It still makes use of Lauryn Hill’s amazing voice, in the chorus, but while she sang angelically on ‘Killing Me Softly’, her voice now drips with deadpan attitude. Ready or not, Here I come, You can’t hide… Around this, each of the three MCs take turns telling us how the Fugees are poised for world domination. I like Hill’s alliterative voodoo line, as well as: While you’re imitating Al Capone, I’ll be Nina Simone, And defecating on your microphone… But perhaps the most important verse is Pras Michel’s, which focuses on the group’s immigrant background: I refugee from Guantanamo Bay, Dance around the border like Cassius Clay… (the band name is, after all, short for ‘Refugees’).

Although uncompromising, this isn’t gangsta rap. Hill’s verse even calls out stereotypical rappers: Frontin’ n*ggas give me heebeejeebees… Enya threatened to sue the trio for sampling ‘Boadicea’ before she realised that the lyrics went deeper than just guns and pimping. (Although, while there’s no swearing, there is the above-mentioned debut appearance of the n-word in a UK #1.) Meanwhile, though it isn’t strictly a sample, the chorus is heavily based around the Delfonic’s ‘Ready or Not Here I Come (Can’t Hide from Love)’, a minor hit in 1969.

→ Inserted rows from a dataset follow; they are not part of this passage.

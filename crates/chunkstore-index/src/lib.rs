//! # chunkstore-index
//!
//! Record id translation for ChunkStore.
//!
//! - **Table**: a fixed-depth radix trie mapping 64-bit record ids to entry
//!   slots inside the arena, with a per-thread leaf cache
//! - **Recycler**: a bounded pool of reusable local ids, refilled by
//!   sweeping zombie slots out of the table
//! - **Lock**: reader/writer exclusion implemented with CAS directly on the
//!   entry bits of a slot
//!
//! # Example
//!
//! ```rust
//! use std::sync::Arc;
//! use chunkstore_common::types::{ChunkId, NodeId};
//! use chunkstore_index::TranslationTable;
//! use chunkstore_memory::{Heap, HeapArena};
//!
//! let arena = Arc::new(HeapArena::new(4 * 1024 * 1024));
//! let mut heap = Heap::new(Arc::clone(&arena), 64 * 1024).unwrap();
//! let table = TranslationTable::create(&mut heap, 4, true).unwrap();
//!
//! let id = ChunkId::new(NodeId::new(1), 42);
//! assert!(table.translate(id).unwrap().is_none());
//! let slot = table.translate_or_create(id, &mut heap).unwrap();
//! assert_eq!(table.translate(id).unwrap(), Some(slot));
//! ```

#![warn(missing_docs)]
#![warn(clippy::all)]

/// Per-record lock protocol
pub mod lock;

/// Local id recycling
pub mod recycler;

/// Multi-level translation table
pub mod table;

pub use lock::{LockProtocol, LockResult, LockStats};
pub use recycler::IdRecycler;
pub use table::{Ownership, TableLayout, TableScan, TranslationTable};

In calling this a ‘shadow #1’, I don’t mean to suggest that this doesn’t have musical merit. The verses are impressive both lyrically and in the way they are delivered, while the use of ‘Boadicea’ is one of the all-time great samples (so effective that this won’t be its only appearance in a number one single…) There was also the small matter of a multi-million dollar video featuring submarines, sharks and helicopters to promote it. But no, all that aside, this is an impressive and important song, and I say that as someone with a fairly low tolerance for rap.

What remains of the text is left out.